At 5pm sharp, my phone dinged to let me know that a new joyous missive had been received unto my inbox, from a doubtless fine fellow by the name of “David Cameron”.

That was… unexpected.

The Tories’ Prospective Parliamentary Candidate and Inevitable Next MP for Bournemouth West, Conor Burns, has my e-mail address – his all-caps subject lines are the price I pay for returning a questionnaire reassuring him that we disagree on virtually everything.

Apparently e-mail addresses harvested this way are passed on to the Conervatives’ central office / PR agency, which seems reasonable enough. But the tone of Cameron’s e-mail seems to suggest they think I’m actually supporting his Party:

Every leaflet you deliver, every pound you donate, every email you send, every friend you speak to – every extra little thing you do can make the decisive difference between winning and losing.

Good point! I’ll get leafleting for the Lib Dems right away.

Also, it doesn’t half exaggerate what’s essentially a non-issue:

After all the dithering, this unelected Prime Minister has been forced by the law of the land to call the election…
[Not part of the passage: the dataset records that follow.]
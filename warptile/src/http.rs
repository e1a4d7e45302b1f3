//! HTTP client abstraction for testability

use bytes::Bytes;
use std::future::Future;
use std::time::Duration;
use tracing::{debug, trace, warn};

use crate::error::TileError;

/// An HTTP response as seen by the fetcher.
#[derive(Debug, Clone, PartialEq, Eq)]
pub struct HttpResponse {
    /// Numeric status code
    pub status: u16,
    /// Reason phrase, e.g. "Not Found" (may be empty)
    pub status_text: String,
    /// Response body; empty for non-success responses
    pub body: Bytes,
}

impl HttpResponse {
    /// A 200 OK response with the given body.
    pub fn ok(body: impl Into<Bytes>) -> Self {
        Self {
            status: 200,
            status_text: "OK".to_string(),
            body: body.into(),
        }
    }

    /// A bodiless response with the given status.
    pub fn status(status: u16, status_text: impl Into<String>) -> Self {
        Self {
            status,
            status_text: status_text.into(),
            body: Bytes::new(),
        }
    }

    /// True for 2xx statuses.
    pub fn is_success(&self) -> bool {
        (200..300).contains(&self.status)
    }
}

/// Trait for asynchronous HTTP client operations.
///
/// The fetcher is generic over this trait so tests can inject a mock client.
/// Implementations return `Ok` for every response that arrived, whatever its
/// status; `Err` is reserved for transport failures.
pub trait AsyncHttpClient: Send + Sync {
    /// Performs an async HTTP GET request.
    fn get(&self, url: &str) -> impl Future<Output = Result<HttpResponse, TileError>> + Send;
}

/// Async HTTP client implementation using reqwest.
#[derive(Clone)]
pub struct AsyncReqwestClient {
    client: reqwest::Client,
}

impl AsyncReqwestClient {
    /// Creates a client with the given User-Agent and optional timeout.
    pub fn new(user_agent: &str, timeout: Option<Duration>) -> Result<Self, TileError> {
        let mut builder = reqwest::Client::builder()
            .user_agent(user_agent)
            .pool_idle_timeout(Duration::from_secs(90))
            .tcp_nodelay(true);
        if let Some(timeout) = timeout {
            builder = builder.timeout(timeout);
        }

        let client = builder.build().map_err(|e| {
            TileError::Configuration(format!("Failed to create HTTP client: {}", e))
        })?;

        Ok(Self { client })
    }
}

impl AsyncHttpClient for AsyncReqwestClient {
    async fn get(&self, url: &str) -> Result<HttpResponse, TileError> {
        trace!(url = url, "HTTP GET request starting");

        let response = match self.client.get(url).send().await {
            Ok(resp) => {
                debug!(
                    url = url,
                    status = resp.status().as_u16(),
                    "HTTP response received"
                );
                resp
            }
            Err(e) => {
                warn!(
                    url = url,
                    error = %e,
                    is_connect = e.is_connect(),
                    is_timeout = e.is_timeout(),
                    "HTTP request failed"
                );
                return Err(TileError::Transport {
                    url: url.to_string(),
                    message: e.to_string(),
                });
            }
        };

        let status = response.status();
        let status_text = status.canonical_reason().unwrap_or("").to_string();

        // Failed responses are reported without reading the body
        if !status.is_success() {
            return Ok(HttpResponse {
                status: status.as_u16(),
                status_text,
                body: Bytes::new(),
            });
        }

        match response.bytes().await {
            Ok(body) => {
                trace!(url = url, bytes = body.len(), "HTTP response body read");
                Ok(HttpResponse {
                    status: status.as_u16(),
                    status_text,
                    body,
                })
            }
            Err(e) => {
                warn!(url = url, error = %e, "Failed to read response body");
                Err(TileError::Transport {
                    url: url.to_string(),
                    message: format!("Failed to read response: {}", e),
                })
            }
        }
    }
}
Whoa, I didn’t elect our current Prime Minister? That’d be because I don’t live in Kirkcaldy and Cowdenbeath. And the people that live there did vote for him. Just because Tony Blair had a cult of personality that made it feel like we voted for him rather than for Labour candidates doesn’t necessarily make it something that his successor should try to repeat.
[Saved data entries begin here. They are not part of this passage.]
//! Request URL construction.

use url::Url;

use super::types::NormalizedRequest;

/// Build the GET URL for a normalized request.
///
/// Appends `bbox`, `crs`, `source`, `bands`, `width` and `height` (in that
/// order) to the endpoint's query string using form-urlencoding. Values are
/// not validated; a malformed bbox or CRS surfaces as an HTTP error from the
/// endpoint.
pub fn build_url(endpoint: &Url, request: &NormalizedRequest<'_>) -> Url {
    let mut url = endpoint.clone();
    url.query_pairs_mut()
        .append_pair("bbox", &request.bbox.to_string())
        .append_pair("crs", request.crs)
        .append_pair("source", request.source)
        .append_pair("bands", request.bands)
        .append_pair("width", &request.width.to_string())
        .append_pair("height", &request.height.to_string());
    url
}
//! INI parsing logic for converting `Ini` → `ConfigFile`.
//!
//! This is the single place where INI key names are mapped to struct fields.

use ini::Ini;
use std::path::PathBuf;
use std::str::FromStr;

use super::file::ConfigFileError;
use super::settings::ConfigFile;

/// Parse an `Ini` object into a `ConfigFile`.
///
/// Starts from `ConfigFile::default()` and overlays any values found in the INI.
pub(super) fn parse_ini(ini: &Ini) -> Result<ConfigFile, ConfigFileError> {
    let mut config = ConfigFile::default();

    // [endpoint] section
    if let Some(section) = ini.section(Some("endpoint")) {
        if let Some(v) = section.get("url") {
            let v = v.trim();
            if !v.is_empty() {
                config.endpoint.url = Some(v.to_string());
            }
        }
        if let Some(v) = section.get("timeout") {
            let v = v.trim();
            if !v.is_empty() {
                config.endpoint.timeout = Some(parse_positive("endpoint", "timeout", v)?);
            }
        }
        if let Some(v) = section.get("user_agent") {
            let v = v.trim();
            if !v.is_empty() {
                config.endpoint.user_agent = v.to_string();
            }
        }
    }

    // [tile] section
    if let Some(section) = ini.section(Some("tile")) {
        if let Some(v) = section.get("width") {
            config.tile.width = parse_positive("tile", "width", v)?;
        }
        if let Some(v) = section.get("height") {
            config.tile.height = parse_positive("tile", "height", v)?;
        }
        if let Some(v) = section.get("bands") {
            let v = v.trim();
            if v.is_empty() {
                return Err(invalid(
                    "tile",
                    "bands",
                    v,
                    "must be a comma-separated list like '1,2,3'",
                ));
            }
            config.tile.bands = v.to_string();
        }
    }

    // [cache] section
    if let Some(section) = ini.section(Some("cache")) {
        if let Some(v) = section.get("enabled") {
            config.cache.enabled = parse_bool("cache", "enabled", v)?;
        }
        if let Some(v) = section.get("max_entries") {
            config.cache.max_entries = parse_positive("cache", "max_entries", v)?;
        }
        if let Some(v) = section.get("coalesce") {
            config.cache.coalesce = parse_bool("cache", "coalesce", v)?;
        }
    }

    // [logging] section
    if let Some(section) = ini.section(Some("logging")) {
        if let Some(v) = section.get("directory") {
            let v = v.trim();
            if !v.is_empty() {
                config.logging.directory = expand_tilde(v);
            }
        }
        if let Some(v) = section.get("file") {
            let v = v.trim();
            if !v.is_empty() {
                config.logging.file = v.to_string();
            }
        }
    }

    Ok(config)
}

fn invalid(section: &str, key: &str, value: &str, reason: &str) -> ConfigFileError {
    ConfigFileError::InvalidValue {
        section: section.to_string(),
        key: key.to_string(),
        value: value.to_string(),
        reason: reason.to_string(),
    }
}

fn parse_value<T: FromStr>(
    section: &str,
    key: &str,
    value: &str,
    reason: &str,
) -> Result<T, ConfigFileError> {
    value
        .trim()
        .parse()
        .map_err(|_| invalid(section, key, value, reason))
}

fn parse_positive<T>(section: &str, key: &str, value: &str) -> Result<T, ConfigFileError>
where
    T: FromStr + Default + PartialEq,
{
    let parsed: T = parse_value(section, key, value, "must be a positive integer")?;
    if parsed == T::default() {
        return Err(invalid(section, key, value, "must be a positive integer"));
    }
    Ok(parsed)
}

fn parse_bool(section: &str, key: &str, value: &str) -> Result<bool, ConfigFileError> {
    match value.trim().to_lowercase().as_str() {
        "true" | "yes" | "on" | "1" => Ok(true),
        "false" | "no" | "off" | "0" => Ok(false),
        _ => Err(invalid(section, key, value, "must be 'true' or 'false'")),
    }
}

/// Expand a leading `~/` to the user's home directory.
pub(super) fn expand_tilde(path: &str) -> PathBuf {
    if let Some(stripped) = path.strip_prefix("~/") {
        if let Some(home) = dirs::home_dir() {
            return home.join(stripped);
        }
    }
    PathBuf::from(path)
}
The e-mail ends with an inspiring:

So let’s get out there and win it for Britain.

Win it for Britain? Well, I’ll certainly try. But somehow I don’t think my win condition – an abolition of political parties, removing politicians in favour of civil servants executing the will of the nation as established by a radical technology-driven Direct Democracy (pause for breath) – is quite what you had in mind, Mr Web Cameron.

But vote for the Conservatives? Nah, I’ll pass. I’ll vote Tory on the day Maggie Thatcher turns up at my door with the eight gallons of semi-skimmed she owes me. (Note to Tory HQ, just in case Bournemouth West ever becomes that marginal: I really will. That will be sufficiently amusing to swing my vote.)